Pausing for user input won't work in parallelized settings, so we'd then have to have config to override any interactive input. I have no idea what ramifications would be on the command-line or for PyStan.

My own feeling is that it's not worth the coding, doc, and user support effort compared to just spewing the message. The spew gets the point across at least that it needs to be fixed.

And users shouldn't be running 2000 iterations before these issues are sorted out anyway. Maybe we can change the default number of iterations?
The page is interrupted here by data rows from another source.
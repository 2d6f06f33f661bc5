//! # chunkstore-common
//!
//! Common types, errors, and utilities for ChunkStore.
//!
//! This crate provides the foundational types shared by the allocator, the
//! translation table and the record store:
//!
//! - **Types**: Record identifiers (`ChunkId`, `NodeId`) and id ranges
//! - **Errors**: Unified error handling with `StoreError`
//! - **Config**: Store configuration (`StoreConfig`)
//! - **Sync**: Backoff strategies and lock timeouts for spin loops
//! - **Constants**: System-wide constants and limits
//!
//! ## Example
//!
//! ```rust
//! use chunkstore_common::types::{ChunkId, NodeId};
//! use chunkstore_common::error::StoreResult;
//!
//! fn example() -> StoreResult<()> {
//!     let id = ChunkId::new(NodeId::new(1), 5);
//!     assert_eq!(id.as_u64(), 0x0001_0000_0000_0005);
//!     assert_eq!(id.local_id(), 5);
//!     Ok(())
//! }
//! ```

#![warn(missing_docs)]
#![warn(clippy::all)]
#![warn(clippy::pedantic)]
#![allow(clippy::module_name_repetitions)]

pub mod config;
pub mod constants;
pub mod error;
pub mod sync;
pub mod types;

// Re-export commonly used items at the crate root
pub use config::StoreConfig;
pub use constants::*;
pub use error::{ErrorCode, StoreError, StoreResult};
pub use sync::{Backoff, Deadline, LockTimeout};
pub use types::{ChunkId, ChunkIdRange, NodeId};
On Jul 8, 2014, at 7:31 PM, Avraham Adler notifications@github.com wrote:

This particular issue is about the frequency of the warnings that the Metropolis-Hastings portion was rejected. As the error message says now, in and of itself that isn't a bad thing (especially when dealing with highly constrained objects like correlation matrices). What is a problem is when too many iterations reject, correct? If so, instead of bombarding them with n% of the rejection warnings, how about keeping track of the percentage/ratio of rejections, and if it stays above a threshold for a significant amount of time, pausing the simulation and asking the user if they are sure they want to continue since they may be playing with fire, pointing them to references that those of us "non-differential geometers, Bayesian modeling experts, or programming gurus" could get some modicum of understanding. IF they choose to continue, no more messages during the run, and possibly a "did you know that xy.z% of your iterations were rejected?" message after it is finished.

— Reply to this email directly or view it on GitHub.

syclik commented 10 years ago

Closing this because we've looped around and decided to keep the messages. I'll make sure (at least) one issue exists in the issue tracker for pointing to the manual.